In general, he went with his gut. For instance, Schoofs was a 25-year-old philosophy major from California who had published a few articles in gay newspapers on the West Coast when he contacted McCourt about whether the paper would be interested in running a report from a gay conference Schoofs was planning to attend.

“He called me up and said, ‘Yes, we’d like to run this—and by the way, would you like to apply to be editor of the paper?’ I thought this was completely absurd and told him no. Then I thought about it for a few days and called him back and said let’s talk about it. He flew me out to Chicago and I interviewed and he hired me.”

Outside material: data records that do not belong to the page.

use enum_map::{enum_map, EnumMap};
use log::debug;
use spirv_cross2::targets::{Glsl, Hlsl, Msl};

use crate::*;

/// Generated source for one target.
#[derive(Clone, Debug, Eq, PartialEq)]
pub struct Output {
    pub target: ShadingLanguage,
    pub source: String,
}

impl Output {
    pub fn new(target: ShadingLanguage, source: String) -> Self {
        Self { target, source }
    }

    /// The file name for this output, e.g. `lit_vk.glsl` for the stem
    /// `lit`.
    pub fn file_name(&self, stem: &str) -> String {
        format!("{}{}", stem, self.target.extension())
    }
}

/// Runs the passes the target needs and emits source. The backend must
/// already hold the parsed module and its compiler options.
pub fn emit_with(
    module: &spv::Module,
    target: ShadingLanguage,
    backend: &mut impl Backend,
) -> Result<String> {
    let renamed = naming::normalize(module, target, backend)?;
    debug!("emit_with: {}: renamed {} blocks", target, renamed);
    if target.combines_samplers() {
        let combined = samplers::combine(backend)?;
        debug!("emit_with: {}: combined {} samplers", target, combined);
    }
    if target.needs_column_major() {
        let fixed = layout::fix_matrix_layout(module, backend)?;
        debug!("emit_with: {}: {} column-major members", target, fixed);
    }
    backend.emit_source()
}

/// Cross-compiles `words` to `target` using `options`. Fails on an
/// empty or malformed module, on options meant for another backend,
/// and when the backend cannot express the module.
pub fn emit(
    words: &[u32],
    target: ShadingLanguage,
    options: &BackendOptions,
) -> Result<String> {
    if words.is_empty() {
        return Err(CrossError::EmptyModule);
    }
    if !options.applies_to(target) {
        return Err(CrossError::OptionsMismatch { target });
    }

    let model = spv::parse_words(&words)?;
    match options {
        BackendOptions::Glsl(opts) => {
            let opts = glsl_compiler_options(target, opts)?;
            let mut backend = CrossCompiler::<Glsl>::new(words, opts)?;
            emit_with(&model, target, &mut backend)
        },
        BackendOptions::Hlsl(opts) => {
            let opts = hlsl_compiler_options(opts)?;
            let mut backend = CrossCompiler::<Hlsl>::new(words, opts)?;
            emit_with(&model, target, &mut backend)
        },
        BackendOptions::Msl(opts) => {
            let opts = msl_compiler_options(opts);
            let mut backend = CrossCompiler::<Msl>::new(words, opts)?;
            emit_with(&model, target, &mut backend)
        },
    }
}

/// Cross-compiles `words` to `target` with the target's default
/// options.
pub fn cross_compile(words: &[u32], target: ShadingLanguage) ->
    Result<String>
{
    emit(words, target, &select(target))
}

/// Cross-compiles `words` to every target. Each target is an
/// independent request; one failing does not affect the others.
pub fn cross_compile_all(words: &[u32]) ->
    EnumMap<ShadingLanguage, Result<Output>>
{
    enum_map! {
        target => cross_compile(words, target)
            .map(|source| Output::new(target, source)),
    }
}

#[cfg(test)]
mod tests {
    use spv::testing::ModuleBuilder;
    use crate::testing::Recorder;
    use super::*;

    fn camera_module() -> (Vec<u32>, u32) {
        let mut b = ModuleBuilder::new();
        let mat4 = b.mat(4, 4);
        let ubo = b.block("u_Camera", &[("view", mat4, 0)]);
        b.uniform_buffer(ubo, "Camera", 0, 0);
        let tex = b.texture("albedo", 0, 1);
        let smp = b.sampler("albedo_sampler", 0, 2);
        b.sample(tex, smp);
        (b.finish(spv::ExecutionModel::Fragment), ubo)
    }

    fn run(target: ShadingLanguage) -> Recorder {
        let (words, _) = camera_module();
        let module = spv::parse_words(&words).unwrap();
        let mut backend = Recorder::default();
        backend.combined = vec![CombinedSampler {
            combined_id: 100,
            image_id: 1000,
            sampler_id: 1001,
        }];
        backend.names.insert(1000, "albedo".to_owned());
        emit_with(&module, target, &mut backend).unwrap();
        assert!(backend.emitted);
        backend
    }

    #[test]
    fn hlsl_passes() {
        let (_, ubo) = camera_module();
        let backend = run(ShadingLanguage::Hlsl);
        assert_eq!(backend.column_major, [(ubo, 0)]);
        assert_eq!(backend.name(100), None);
    }

    #[test]
    fn msl_passes() {
        let backend = run(ShadingLanguage::Msl);
        assert!(backend.column_major.is_empty());
        assert_eq!(backend.name(100), None);
    }

    #[test]
    fn combining_glsl_passes() {
        for &target in &[
            ShadingLanguage::GlslEs2,
            ShadingLanguage::GlslEs3,
            ShadingLanguage::Glsl450,
        ] {
            let backend = run(target);
            assert!(backend.column_major.is_empty());
            assert_eq!(backend.name(100), Some("albedo"));
        }
        assert_eq!(run(ShadingLanguage::GlslVulkan).name(100), None);
    }

    #[test]
    fn output_file_name() {
        let output = Output::new(ShadingLanguage::GlslEs3, String::new());
        assert_eq!(output.file_name("lit"), "lit_es3.glsl");
        let output = Output::new(ShadingLanguage::Hlsl, String::new());
        assert_eq!(output.file_name("lit"), "lit.hlsl");
    }
}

In addition to the already-noted writers and editors, figures as diverse as Studs Terkel, the novelist Achy Obejas, the columnist Jon-Henri Damski, and the filmmaker Maria Maggenti all contributed to the paper in its heyday. If McCourt had no problem attracting top talent, however, retaining it was another story. Four years seems to have been the limit for most people. Some left for better jobs, but most simply were burned out from dealing with a person who—for all of his intelligence and drive—seemed at times completely oblivious of the impact of his actions on people. 

“He was an enfant terrible, an impossible child,” says Alter. “You couldn’t sit with him for any length of time because he didn’t know how to stop talking and pontificating. It was a maddening dynamic. He read people with great sensitivity and accuracy, but he didn’t really have a clue how to connect with them emotionally. It almost seemed like he lacked some kind of gene that way. Everything was organized around his own monumental ego, and it was hard for him to understand that you had a separate existence outside of his sphere. There was an infantilism about it.”

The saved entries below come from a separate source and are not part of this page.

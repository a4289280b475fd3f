use std::fmt;

/// Scalar or aggregate category of a SPIR-V type, after stripping
/// vector, matrix and array dimensions.
#[derive(Clone, Copy, Debug, Eq, Hash, PartialEq)]
pub enum BaseType {
    Unknown,
    Void,
    Boolean,
    Char,
    Int,
    UInt,
    Int64,
    UInt64,
    AtomicCounter,
    Half,
    Float,
    Double,
    Struct,
    Image,
    SampledImage,
    Sampler,
    SByte,
    UByte,
    Short,
    UShort,
}

impl Default for BaseType {
    fn default() -> Self {
        Self::Unknown
    }
}

impl BaseType {
    pub fn name(self) -> &'static str {
        match self {
            Self::Unknown => "Unknown",
            Self::Void => "Void",
            Self::Boolean => "Boolean",
            Self::Char => "Char",
            Self::Int => "Int",
            Self::UInt => "UInt",
            Self::Int64 => "Int64",
            Self::UInt64 => "UInt64",
            Self::AtomicCounter => "AtomicCounter",
            Self::Half => "Half",
            Self::Float => "Float",
            Self::Double => "Double",
            Self::Struct => "Struct",
            Self::Image => "Image",
            Self::SampledImage => "SampledImage",
            Self::Sampler => "Sampler",
            Self::SByte => "SByte",
            Self::UByte => "UByte",
            Self::Short => "Short",
            Self::UShort => "UShort",
        }
    }

    /// Size in bytes of one scalar of this type. Zero for types without
    /// a fixed scalar size.
    pub fn size(self) -> u32 {
        match self {
            Self::Boolean | Self::Char | Self::SByte | Self::UByte => 1,
            Self::Half | Self::Short | Self::UShort => 2,
            Self::Int | Self::UInt | Self::Float => 4,
            Self::Int64 | Self::UInt64 | Self::Double => 8,
            Self::Unknown
            | Self::Void
            | Self::AtomicCounter
            | Self::Struct
            | Self::Image
            | Self::SampledImage
            | Self::Sampler => 0,
        }
    }

    pub fn is_float(self) -> bool {
        matches!(self, Self::Half | Self::Float | Self::Double)
    }

    pub(crate) fn int(width: u32, signed: bool) -> Self {
        match (width, signed) {
            (8, true) => Self::SByte,
            (8, false) => Self::UByte,
            (16, true) => Self::Short,
            (16, false) => Self::UShort,
            (32, true) => Self::Int,
            (32, false) => Self::UInt,
            (64, true) => Self::Int64,
            (64, false) => Self::UInt64,
            _ => Self::Unknown,
        }
    }

    pub(crate) fn float(width: u32) -> Self {
        match width {
            16 => Self::Half,
            32 => Self::Float,
            64 => Self::Double,
            _ => Self::Unknown,
        }
    }
}

impl fmt::Display for BaseType {
    fn fmt(&self, f: &mut fmt::Formatter) -> fmt::Result {
        f.write_str(self.name())
    }
}

#[cfg(test)]
mod tests {
    use super::*;

    #[test]
    fn sizes() {
        assert_eq!(BaseType::Float.size(), 4);
        assert_eq!(BaseType::Double.size(), 8);
        assert_eq!(BaseType::Boolean.size(), 1);
        assert_eq!(BaseType::Struct.size(), 0);
        assert_eq!(BaseType::Image.size(), 0);
    }

    #[test]
    fn from_widths() {
        assert_eq!(BaseType::int(32, true), BaseType::Int);
        assert_eq!(BaseType::int(64, false), BaseType::UInt64);
        assert_eq!(BaseType::int(24, false), BaseType::Unknown);
        assert_eq!(BaseType::float(16), BaseType::Half);
        assert_eq!(BaseType::float(32).to_string(), "Float");
    }
}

“At the core of him was this insatiable insecurity,” says Schoofs. “Not your garden-variety insecurity about ‘Am I good enough?’ or ‘Am I a lovable human being?’ This was like a beast inside of him that needed to be constantly fed. Any slight perceived lessening of affection that he might feel from you could spark this sort of emotional crisis that would have to be attended to. And then you would have to deal with all the other staff members who were feeling abused. It just felt like an emotionally unhealthy environment, and ultimately I didn’t want to be there.”